Home Economy Philippine central bank says to stay hawkish for a while

Philippine central bank says to stay hawkish for a while


Philippine central bank Governor Eli Remolona said monetary policy will remain “hawkish for a while” and authorities could resume tightening if inflation comes in higher than expected.

“If the inflation rate doesn’t go down as projected, we have no choice,” Mr. Remolona said on the sidelines of FX Forum Manila on Thursday. “But what we are watching more than the inflation rate itself is the expectations; if they get de-anchored we’ll have to do something,” he said.

Mr. Remolona said the central bank expects inflation to continue slowing in November and to be “within striking distance from the target range.” Although still above the Bangko Sentral ng Pilipinas’ 2%-4% goal, inflation came in sharply slower than anticipated in October at 4.9%, providing policymakers room to pause.

The BSP left its target reverse repurchase rate at a 16-year high of 6.50% on Nov. 16 as inflationary pressures eased and the peso strengthened, after an off-cycle rate hike three weeks earlier.

The central bank’s policy will remain “hawkish for a while,” which Mr. Remolona said “means we’re not about to ease. We might even hike but we’ll see.”

The peso’s recent appreciation against the dollar is “not a major factor” in the central bank’s policy decisions, he said, adding the currency’s move is “not big enough to worry about.”

“A big move in the peso would be an issue but so far it’s strengthened a bit.

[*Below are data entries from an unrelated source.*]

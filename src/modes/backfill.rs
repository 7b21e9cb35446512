use std::time::Duration;

use chrono::{DateTime, TimeDelta, Utc};
use futures_util::StreamExt;
use tracing::{info, warn};

use crate::chats::{ChatDirectory, ChatInfo};
use crate::notify::MatchReport;
use crate::scope::ChatScope;

use super::shared::Pipeline;

#[derive(Debug, Clone)]
pub struct BackfillCfg {
    /// Only messages newer than `now - days` are scanned.
    pub days: i64,
    pub max_per_chat: usize,
    /// Pause after every match, on top of the dispatcher's own pacing.
    pub delay: Duration,
}

/// One pass over recent history.  Returns how many matches were found.
pub async fn scan_recent<D: ChatDirectory>(
    directory: &D,
    pipeline: &Pipeline,
    cfg: &BackfillCfg,
) -> usize {
    let now = Utc::now();
    let cutoff = TimeDelta::try_days(cfg.days)
        .and_then(|d| now.checked_sub_signed(d))
        .unwrap_or(DateTime::<Utc>::MIN_UTC);

    let mut chats = target_chats(directory, &pipeline.scope).await;
    chats.retain(|chat| !pipeline.report_chats.contains(&chat.id()));
    info!(
        "Backfill: scanning {} chat(s), last {} day(s), up to {} messages each",
        chats.len(),
        cfg.days,
        cfg.max_per_chat
    );

    let mut total = 0usize;
    for chat in &chats {
        total += scan_chat(directory, pipeline, chat, cutoff, cfg).await;
    }

    info!("Backfill complete: {total} match(es)");
    total
}

async fn target_chats<D: ChatDirectory>(directory: &D, scope: &ChatScope) -> Vec<D::Chat> {
    match scope {
        ChatScope::Unrestricted => match directory.dialogs().await {
            Ok(chats) => chats,
            Err(e) => {
                warn!("Backfill: failed to list dialogs: {e:#}");
                Vec::new()
            }
        },
        ChatScope::Only(ids) => {
            let mut ids: Vec<i64> = ids.iter().copied().collect();
            ids.sort_unstable();
            let mut chats = Vec::with_capacity(ids.len());
            for id in ids {
                match directory.lookup(id).await {
                    Ok(chat) => chats.push(chat),
                    Err(e) => warn!("Backfill: skipping chat id={id}: {e:#}"),
                }
            }
            chats
        }
    }
}

/// Walk one chat newest-first.  History is strictly time-descending, so the
/// first message older than `cutoff` ends the chat.
async fn scan_chat<D: ChatDirectory>(
    directory: &D,
    pipeline: &Pipeline,
    chat: &D::Chat,
    cutoff: DateTime<Utc>,
    cfg: &BackfillCfg,
) -> usize {
    let title = chat.display_name();
    let mut history = directory.history(chat, cfg.max_per_chat);
    let mut seen = 0usize;
    let mut found = 0usize;

    while seen < cfg.max_per_chat {
        let Some(item) = history.next().await else {
            break;
        };
        seen += 1;

        let msg = match item {
            Ok(msg) => msg,
            Err(e) => {
                warn!("Backfill: history of {title} failed: {e:#}");
                break;
            }
        };
        if msg.timestamp < cutoff {
            break;
        }
        if !pipeline.classifier.is_request(&msg.text) {
            continue;
        }

        found += 1;
        let report = MatchReport::from_message(&msg).with_timestamp(&msg);
        info!("[MATCH] {}", report.summary());
        pipeline.dispatcher.deliver_report(&report).await;
        tokio::time::sleep(cfg.delay).await;
    }

    info!("Backfill: {title} – {seen} scanned, {found} match(es)");
    found
}

#[cfg(test)]
mod tests {
    use std::collections::HashSet;

    use tokio::time::Instant;

    use super::*;
    use crate::modes::shared::fixtures::{pipeline, pipeline_reporting_to};
    use crate::testing::{FakeChat, FakeDirectory, FakeSink};

    const REQUEST: &str = "Looking for an IELTS tutor, any recommendations?";

    fn cfg(days: i64, max_per_chat: usize) -> BackfillCfg {
        BackfillCfg {
            days,
            max_per_chat,
            delay: Duration::from_millis(500),
        }
    }

    fn hours_ago(h: i64) -> DateTime<Utc> {
        Utc::now() - TimeDelta::hours(h)
    }

    #[tokio::test(start_paused = true)]
    async fn stops_at_first_message_older_than_cutoff() {
        let chat = FakeChat::new(1, "IELTS prep", Some("ielts_prep"));
        let history = vec![
            chat.message(40, REQUEST, hours_ago(1)),
            chat.message(39, "just chatting", hours_ago(2)),
            chat.message(38, REQUEST, hours_ago(24 * 10)),
            chat.message(37, REQUEST, hours_ago(24 * 11)),
        ];
        let dir = FakeDirectory::default()
            .with_chat(chat.clone())
            .with_history(1, history);
        let sink = FakeSink::new(vec![]);
        let p = pipeline(ChatScope::Only(HashSet::from([1])), &sink);

        let found = scan_recent(&dir, &p, &cfg(3, 100)).await;

        assert_eq!(found, 1);
        assert_eq!(dir.visited(1), 3);
        let sent = sink.sent();
        assert_eq!(sent.len(), 1);
        assert!(sent[0].contains("https://t.me/ielts_prep/40"));
        assert!(sent[0].contains("🕒 "));
    }

    #[tokio::test(start_paused = true)]
    async fn respects_per_chat_cap() {
        let chat = FakeChat::new(1, "IELTS prep", None);
        let history = (0..5)
            .map(|i| chat.message(100 - i, REQUEST, hours_ago(i64::from(i) + 1)))
            .collect();
        let dir = FakeDirectory::default()
            .with_chat(chat.clone())
            .with_history(1, history);
        let sink = FakeSink::new(vec![]);
        let p = pipeline(ChatScope::Unrestricted, &sink);

        assert_eq!(scan_recent(&dir, &p, &cfg(3, 2)).await, 2);
        assert_eq!(dir.visited(1), 2);
    }

    #[tokio::test(start_paused = true)]
    async fn unrestricted_scope_scans_all_dialogs() {
        let a = FakeChat::new(1, "A", None);
        let b = FakeChat::new(2, "B", Some("b_chat"));
        let dir = FakeDirectory::default()
            .with_chat(a.clone())
            .with_chat(b.clone())
            .with_history(1, vec![a.message(1, REQUEST, hours_ago(1))])
            .with_history(2, vec![b.message(1, REQUEST, hours_ago(1))]);
        let sink = FakeSink::new(vec![]);
        let p = pipeline(ChatScope::Unrestricted, &sink);

        assert_eq!(scan_recent(&dir, &p, &cfg(3, 10)).await, 2);
        assert_eq!(sink.sent().len(), 2);
    }

    #[tokio::test(start_paused = true)]
    async fn report_chat_is_never_scanned() {
        let group = FakeChat::new(1, "IELTS prep", None);
        let reports = FakeChat::new(2, "Tutor alerts", None);
        let earlier = MatchReport::from_message(&group.message(7, REQUEST, hours_ago(2)));
        let dir = FakeDirectory::default()
            .with_chat(group.clone())
            .with_chat(reports.clone())
            .with_history(1, vec![group.message(7, REQUEST, hours_ago(2))])
            .with_history(2, vec![reports.message(1, &earlier.to_string(), hours_ago(1))]);
        let sink = FakeSink::new(vec![]);
        let p = pipeline_reporting_to(ChatScope::Unrestricted, &sink, 2);

        assert_eq!(scan_recent(&dir, &p, &cfg(3, 10)).await, 1);
        assert_eq!(dir.visited(2), 0);
        assert_eq!(sink.sent().len(), 1);
    }

    #[tokio::test(start_paused = true)]
    async fn unknown_chat_is_skipped() {
        let a = FakeChat::new(1, "A", None);
        let b = FakeChat::new(2, "B", None);
        let dir = FakeDirectory::default()
            .with_chat(a.clone())
            .with_chat(b.clone())
            .unknown_id(1)
            .with_history(1, vec![a.message(1, REQUEST, hours_ago(1))])
            .with_history(2, vec![b.message(1, REQUEST, hours_ago(1))]);
        let sink = FakeSink::new(vec![]);
        let p = pipeline(ChatScope::Only(HashSet::from([1, 2])), &sink);

        assert_eq!(scan_recent(&dir, &p, &cfg(3, 10)).await, 1);
        assert_eq!(dir.visited(1), 0);
        assert_eq!(dir.visited(2), 1);
    }

    #[tokio::test(start_paused = true)]
    async fn failed_dialog_listing_scans_nothing() {
        let dir = FakeDirectory::default().failing_dialogs();
        let sink = FakeSink::new(vec![]);
        let p = pipeline(ChatScope::Unrestricted, &sink);
        assert_eq!(scan_recent(&dir, &p, &cfg(3, 10)).await, 0);
    }

    #[tokio::test(start_paused = true)]
    async fn pauses_after_each_match() {
        let chat = FakeChat::new(1, "A", None);
        let history = (0..3)
            .map(|i| chat.message(10 - i, REQUEST, hours_ago(i64::from(i) + 1)))
            .collect();
        let dir = FakeDirectory::default()
            .with_chat(chat.clone())
            .with_history(1, history);
        let sink = FakeSink::new(vec![]);
        let p = pipeline(ChatScope::Unrestricted, &sink);

        let start = Instant::now();
        assert_eq!(scan_recent(&dir, &p, &cfg(3, 10)).await, 3);
        assert!(start.elapsed() >= Duration::from_millis(1500));
    }
}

We intervene if there’s some stress that need to be contained; we don’t see that,” the central bank chief said.

The BSP head reiterated that a rate cut is not on the table for this year and policy decisions will remain data-dependent. The Monetary Board is set to hold its last rate-setting meeting for the year on Dec. 14.

Philippine economic output grew faster than expected in the third quarter, even as consumer spending softened and investment declined after the BSP’s most aggressive monetary tightening in two decades.

Officials are optimistic that the Philippines will achieve the lower end of its 6%-7% GDP growth target for this year, remaining one of Asia’s fastest growing economies.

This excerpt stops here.